§ **DESCRIPTION OF THE TASK**: If a line in the entries below includes "Instant", show that line.

★ ★ ★ ★ ★

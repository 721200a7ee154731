//! Spike shortcut: drop a passing U-turn `x -> y -> x` and merge the two
//! visits of `x` around it.

use super::{LocalOptimizer, IMPROVEMENT_EPS};
use crate::graph::CoverageGraph;
use crate::solution::Visit;

impl LocalOptimizer {
    /// Apply the first improving shortcut. Returns `true` if one was applied.
    pub fn shortcut_neighborhood(
        &mut self,
        graph: &CoverageGraph,
        visits: &mut Vec<Visit>,
    ) -> bool {
        let n = visits.len();
        if n <= 3 {
            return false;
        }

        for i in 0..n {
            let spike = visits[i];
            if spike.full || !spike.is_u_turn() {
                continue;
            }
            let before = visits[(i + n - 1) % n];
            let after = visits[(i + 1) % n];
            if before.full && after.full {
                continue;
            }

            let merged = Visit::new(
                before.entry,
                before.tile,
                after.exit,
                before.full || after.full,
            );
            let delta = graph.cost(&merged.key())
                - graph.cost(&before.key())
                - graph.cost(&spike.key())
                - graph.cost(&after.key());
            if !(delta < -IMPROVEMENT_EPS) {
                continue;
            }

            let prev = (i + n - 1) % n;
            let next = (i + 1) % n;
            visits[prev] = merged;
            // Remove the higher index first so the lower one stays valid.
            let (first, second) = if i > next { (i, next) } else { (next, i) };
            visits.remove(first);
            visits.remove(second);
            self.moves += 1;
            return true;
        }
        false
    }
}
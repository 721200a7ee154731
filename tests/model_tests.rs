//! Tests for the integer-programming refinement model.

use puzzle_tour::deadline::Deadline;
use puzzle_tour::error::ModelError;
use puzzle_tour::graph::{CoverageGraph, TileId};
use puzzle_tour::model::{
    EngineOutcome, EngineStatus, ExactEngine, GoodLpEngine, IntegerProgram, RefinementModel,
};
use puzzle_tour::solution::Solution;
use puzzle_tour::square::SquareGrid;
use std::collections::BTreeSet;
use std::time::{Duration, Instant};

const R: f64 = 0.5;
const TURN: f64 = 2.651308592 * R;

fn create_test_graph(layout: &str) -> CoverageGraph {
    let square = SquareGrid::parse(layout, 1.0);
    CoverageGraph::build(&square.grid, &square.catalogue).expect("valid grid")
}

fn walk(ids: &[usize]) -> Vec<TileId> {
    ids.iter().map(|&i| TileId(i)).collect()
}

/// A feasible but suboptimal tour of the 3x3 grid: the boundary ring with a
/// U-turn spike into the center.
fn create_spike_solution(graph: &CoverageGraph) -> Solution {
    Solution::from_walk(graph, &walk(&[0, 1, 2, 5, 8, 7, 6, 3, 4, 3]))
}

/// An engine that reports the same status on every call.
struct FixedStatus {
    status: EngineStatus,
    calls: usize,
}

impl FixedStatus {
    fn new(status: EngineStatus) -> Self {
        FixedStatus { status, calls: 0 }
    }
}

impl ExactEngine for FixedStatus {
    fn solve(&mut self, _program: &IntegerProgram, _deadline: Deadline) -> EngineOutcome {
        self.calls += 1;
        EngineOutcome::without_solution(self.status.clone())
    }
}

#[test]
fn test_extract_before_optimize() {
    let graph = create_test_graph("###\n###\n###");
    let model = RefinementModel::new(&graph, Some(create_spike_solution(&graph)), None)
        .expect("model");

    assert_eq!(
        model.extract_solution().err(),
        Some(ModelError::NoFeasibleSolution)
    );
}

#[test]
fn test_fixing_requires_warm_start() {
    let graph = create_test_graph("###\n###\n###");
    let fixed: BTreeSet<TileId> = [TileId(0), TileId(1)].into_iter().collect();

    let result = RefinementModel::new(&graph, None, Some(&fixed));
    assert_eq!(result.err(), Some(ModelError::FixingWithoutSolution));
}

#[test]
fn test_no_solution_without_time() {
    let graph = create_test_graph("###\n###\n###");
    let mut model = RefinementModel::new(&graph, None, None).expect("model");

    let bounds = model.optimize(Deadline::after(Duration::ZERO)).expect("bounds");
    assert!(!bounds.is_optimal());
    assert_eq!(model.rounds, 0);
    assert_eq!(
        model.extract_solution().err(),
        Some(ModelError::NoFeasibleSolution)
    );
}

#[test]
fn test_warm_start_is_kept_without_time() {
    let graph = create_test_graph("###\n###\n###");
    let warm = create_spike_solution(&graph);
    let cost = graph.objective(&warm);
    let mut model = RefinementModel::new(&graph, Some(warm.clone()), None).expect("model");

    let bounds = model.optimize(Deadline::after(Duration::ZERO)).expect("bounds");
    assert!((bounds.ub - cost).abs() < 1e-9);
    assert_eq!(model.extract_solution(), Ok(warm));
}

#[test]
fn test_ring_is_solved_to_optimality() {
    let graph = create_test_graph("###\n# #\n###");
    let mut model = RefinementModel::new(&graph, None, None).expect("model");
    assert!(model.is_global());

    let bounds = model.optimize(Deadline::after(Duration::from_secs(30))).expect("bounds");
    let solution = model.extract_solution().expect("solution");

    assert!(bounds.is_optimal());
    assert!(solution.is_feasible(&graph));
    assert!((graph.objective(&solution) - (4.0 * TURN + 4.0)).abs() < 1e-6);
    assert!(bounds.lb <= bounds.ub);
    assert!((bounds.ub - graph.objective(&solution)).abs() < 1e-9);
}

#[test]
fn test_refinement_bounds_are_consistent() {
    let graph = create_test_graph("###\n###\n###");
    let warm = create_spike_solution(&graph);
    let warm_cost = graph.objective(&warm);
    let mut model = RefinementModel::new(&graph, Some(warm), None).expect("model");

    let bounds = model.optimize(Deadline::after(Duration::from_secs(30))).expect("bounds");
    let solution = model.extract_solution().expect("solution");

    assert!(solution.is_feasible(&graph));
    assert!(bounds.lb <= bounds.ub);
    assert!(bounds.ub <= warm_cost + 1e-9);
    assert!((bounds.ub - graph.objective(&solution)).abs() < 1e-9);
}

#[test]
fn test_fixed_tiles_keep_their_pieces() {
    let graph = create_test_graph("###\n###\n###");
    let warm = create_spike_solution(&graph);
    let fixed: BTreeSet<TileId> = [0, 1, 2, 5, 8].into_iter().map(TileId).collect();
    let mut model =
        RefinementModel::new(&graph, Some(warm.clone()), Some(&fixed)).expect("model");
    assert!(!model.is_global());
    assert_eq!(model.free_tiles().len(), 4);

    model.optimize(Deadline::after(Duration::from_secs(30))).expect("bounds");
    let solution = model.extract_solution().expect("solution");
    assert!(solution.is_feasible(&graph));

    for tile in &fixed {
        let mut before: Vec<_> = warm
            .visits()
            .iter()
            .filter(|v| v.tile == *tile)
            .map(|v| v.key())
            .collect();
        let mut after: Vec<_> = solution
            .visits()
            .iter()
            .filter(|v| v.tile == *tile)
            .map(|v| v.key())
            .collect();
        before.sort();
        after.sort();
        assert_eq!(before, after);
    }
}

#[test]
fn test_warm_start_satisfies_program() {
    let graph = create_test_graph("###\n###\n###");
    let warm = create_spike_solution(&graph);
    let fixed: BTreeSet<TileId> = [0, 1, 2].into_iter().map(TileId).collect();
    let model = RefinementModel::new(&graph, Some(warm), Some(&fixed)).expect("model");

    let start: Vec<f64> = model
        .program()
        .variables()
        .iter()
        .map(|v| v.start.unwrap_or(0.0))
        .collect();
    assert!(model.program().is_feasible(&start));
}

#[test]
fn test_infeasible_warm_start_is_ignored() {
    let graph = create_test_graph("###\n###\n###");
    let mut visits = create_spike_solution(&graph).into_visits();
    visits[0].full = false;

    let model = RefinementModel::new(&graph, Some(Solution::new(visits)), None).expect("model");
    assert!(model.bounds().ub.is_infinite());
}

#[test]
fn test_engine_infeasible_is_an_error() {
    let graph = create_test_graph("###\n###\n###");
    let engine = FixedStatus::new(EngineStatus::Infeasible);
    let mut model = RefinementModel::with_engine(&graph, None, None, engine).expect("model");

    let result = model.optimize(Deadline::unbounded());
    assert_eq!(result.err(), Some(ModelError::Infeasible));
    assert_eq!(model.engine().calls, 1);
}

#[test]
fn test_engine_failure_is_an_error() {
    let graph = create_test_graph("###\n###\n###");
    let engine = FixedStatus::new(EngineStatus::Failed("license".to_string()));
    let mut model = RefinementModel::with_engine(&graph, None, None, engine).expect("model");

    let result = model.optimize(Deadline::unbounded());
    assert_eq!(result.err(), Some(ModelError::Engine("license".to_string())));
}

#[test]
fn test_engine_timeout_keeps_incumbent() {
    let graph = create_test_graph("###\n###\n###");
    let warm = create_spike_solution(&graph);
    let engine = FixedStatus::new(EngineStatus::TimedOut);
    let mut model =
        RefinementModel::with_engine(&graph, Some(warm.clone()), None, engine).expect("model");

    let bounds = model.optimize(Deadline::unbounded()).expect("bounds");
    assert!(!bounds.is_optimal());
    assert_eq!(model.extract_solution(), Ok(warm));
}

#[test]
fn test_refinement_stops_at_deadline() {
    let graph = create_test_graph("#####\n#####\n#####\n#####\n#####");
    let mut model = RefinementModel::new(&graph, None, None).expect("model");
    let time_limit = Duration::from_secs(1);

    let started = Instant::now();
    let bounds = model.optimize(Deadline::after(time_limit)).expect("bounds");

    assert!(started.elapsed() <= time_limit + Duration::from_secs(2));
    assert!(bounds.lb <= bounds.ub);
}

#[test]
fn test_engine_starts_from_warm_start() {
    let graph = create_test_graph("###\n###\n###");
    let warm = create_spike_solution(&graph);
    let model = RefinementModel::new(&graph, Some(warm), None).expect("model");
    let program = model.program();
    let start: Vec<f64> = program
        .variables()
        .iter()
        .map(|v| v.start.unwrap_or(0.0))
        .collect();
    let start_objective = program.objective().evaluate(&start);

    let mut engine = GoodLpEngine::new();
    let outcome = engine.solve(program, Deadline::after(Duration::from_secs(30)));

    assert_eq!(engine.calls, 1);
    assert!(matches!(
        outcome.status,
        EngineStatus::Optimal | EngineStatus::Feasible
    ));
    assert!(program.is_feasible(&outcome.values));
    assert!(outcome.objective <= start_objective + 1e-6);
    assert!(outcome.bound <= outcome.objective + 1e-6);
}

#[test]
fn test_engine_with_expired_deadline_times_out() {
    let graph = create_test_graph("###\n###\n###");
    let model = RefinementModel::new(&graph, None, None).expect("model");

    let mut engine = GoodLpEngine::new();
    let outcome = engine.solve(model.program(), Deadline::after(Duration::ZERO));

    assert_eq!(outcome.status, EngineStatus::TimedOut);
    assert_eq!(engine.calls, 0);
}
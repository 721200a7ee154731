//! Tour-with-coverage construction: order the tiles that need coverage, close
//! the order into a walk over the dual graph, then pick pieces.

use super::{TourOutcome, TourSearch, TwoOptTourSearch};
use crate::deadline::Deadline;
use crate::error::TourError;
use crate::graph::{CoverageGraph, TileId};
use crate::solution::Solution;
use petgraph::algo::astar;
use petgraph::graph::{NodeIndex, UnGraph};

/// An initial covering tour.
#[derive(Debug, Clone)]
pub struct CoverageTour {
    /// Objective of `solution`.
    pub ub: f64,
    /// The tour-search engine proved its city order optimal.
    pub engine_optimal: bool,
    /// Order of the tiles that need coverage.
    pub order: Vec<TileId>,
    /// Closed walk over adjacent tiles, first tile not repeated.
    pub walk: Vec<TileId>,
    pub solution: Solution,
}

/// Builds an initial tour from a tour-search engine.
pub struct TourWithCoverageSolver<S: TourSearch = TwoOptTourSearch> {
    engine: S,
}

impl TourWithCoverageSolver<TwoOptTourSearch> {
    pub fn new() -> Self {
        TourWithCoverageSolver {
            engine: TwoOptTourSearch::new(),
        }
    }

    /// Build a tour from the greedy nearest-neighbor order, without the engine.
    pub fn greedy(graph: &CoverageGraph) -> Result<CoverageTour, TourError> {
        if graph.mandatory_count() == 0 {
            return Err(TourError::EmptyInstance);
        }
        Self::from_order(graph, greedy_order(graph), false)
    }
}

impl Default for TourWithCoverageSolver<TwoOptTourSearch> {
    fn default() -> Self {
        Self::new()
    }
}

impl<S: TourSearch> TourWithCoverageSolver<S> {
    pub fn with_engine(engine: S) -> Self {
        TourWithCoverageSolver { engine }
    }

    pub fn engine(&self) -> &S {
        &self.engine
    }

    /// Run the engine on the tiles that need coverage and build a tour.
    ///
    /// An engine timeout falls back to [`greedy_order`]; a proof of
    /// infeasibility is returned as [`TourError::Infeasible`].
    pub fn solve(
        &mut self,
        graph: &CoverageGraph,
        deadline: Deadline,
    ) -> Result<CoverageTour, TourError> {
        let cities: Vec<TileId> = graph.mandatory().collect();
        if cities.is_empty() {
            return Err(TourError::EmptyInstance);
        }

        let weights: Vec<Vec<f64>> = cities
            .iter()
            .map(|&a| {
                cities
                    .iter()
                    .map(|&b| graph.center_distance(a, b))
                    .collect()
            })
            .collect();

        let (order, engine_optimal) = match self.engine.search(&weights, deadline) {
            TourOutcome::Found { order, optimal } if is_permutation(&order, cities.len()) => {
                (order.into_iter().map(|c| cities[c]).collect(), optimal)
            }
            TourOutcome::Found { .. } => {
                log::warn!("tour search returned an invalid order, using greedy order");
                (greedy_order(graph), false)
            }
            TourOutcome::Infeasible => {
                log::warn!("tour search reported the instance infeasible");
                return Err(TourError::Infeasible);
            }
            TourOutcome::TimedOut => {
                log::warn!("tour search timed out, using greedy order");
                (greedy_order(graph), false)
            }
        };

        Self::from_order(graph, order, engine_optimal)
    }

    fn from_order(
        graph: &CoverageGraph,
        order: Vec<TileId>,
        engine_optimal: bool,
    ) -> Result<CoverageTour, TourError> {
        let walk = close_walk(graph, &order)?;
        let solution = Solution::from_walk(graph, &walk);
        let ub = graph.objective(&solution);
        log::info!(
            "initial tour: {} cities, {} visits, cost {:.4}",
            order.len(),
            walk.len(),
            ub
        );
        Ok(CoverageTour {
            ub,
            engine_optimal,
            order,
            walk,
            solution,
        })
    }
}

fn is_permutation(order: &[usize], n: usize) -> bool {
    let mut seen = vec![false; n];
    order.len() == n
        && order
            .iter()
            .all(|&c| c < n && !std::mem::replace(&mut seen[c], true))
}

/// Nearest-unvisited-neighbor order over the tiles that need coverage,
/// starting at the smallest id. Ties go to the smaller id.
pub fn greedy_order(graph: &CoverageGraph) -> Vec<TileId> {
    let mut remaining: Vec<TileId> = graph.mandatory().collect();
    let mut order = Vec::with_capacity(remaining.len());
    if remaining.is_empty() {
        return order;
    }
    let mut current = remaining.remove(0);
    order.push(current);

    while !remaining.is_empty() {
        let mut best = 0;
        for (i, &candidate) in remaining.iter().enumerate().skip(1) {
            let d = graph.center_distance(current, candidate);
            if d < graph.center_distance(current, remaining[best]) {
                best = i;
            }
        }
        current = remaining.remove(best);
        order.push(current);
    }
    order
}

/// Close a city order into a walk over adjacent tiles. Non-adjacent
/// consecutive cities are joined by shortest paths.
fn close_walk(graph: &CoverageGraph, order: &[TileId]) -> Result<Vec<TileId>, TourError> {
    if let [single] = order {
        let back = graph
            .neighbors(*single)
            .first()
            .copied()
            .ok_or(TourError::Infeasible)?;
        return Ok(vec![*single, back]);
    }

    let dual = dual_graph(graph);
    let mut walk = Vec::with_capacity(order.len());
    for (i, &from) in order.iter().enumerate() {
        let to = order[(i + 1) % order.len()];
        walk.push(from);
        if graph.are_neighbors(from, to) {
            continue;
        }
        let goal = NodeIndex::new(to.index());
        let target = graph.tile(to).center;
        let (_, path) = astar(
            &dual,
            NodeIndex::new(from.index()),
            |n| n == goal,
            |e| *e.weight(),
            |n| graph.tiles()[n.index()].center.manhattan(&target),
        )
        .ok_or(TourError::Infeasible)?;
        walk.extend(
            path[1..path.len() - 1]
                .iter()
                .map(|n| TileId(n.index())),
        );
    }
    Ok(walk)
}

/// The adjacency graph with Manhattan edge weights; node `i` is tile `i`.
fn dual_graph(graph: &CoverageGraph) -> UnGraph<TileId, f64> {
    let mut dual = UnGraph::with_capacity(graph.tile_count(), graph.tile_count() * 2);
    for tile in graph.tiles() {
        dual.add_node(tile.id);
    }
    for (a, b) in graph.edges() {
        dual.add_edge(
            NodeIndex::new(a.index()),
            NodeIndex::new(b.index()),
            graph.center_distance(a, b),
        );
    }
    dual
}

★ ★ ★ ★ ★

§ **EXERCISE ANSWER**:
use std::time::{Duration, Instant};
    let started = Instant::now();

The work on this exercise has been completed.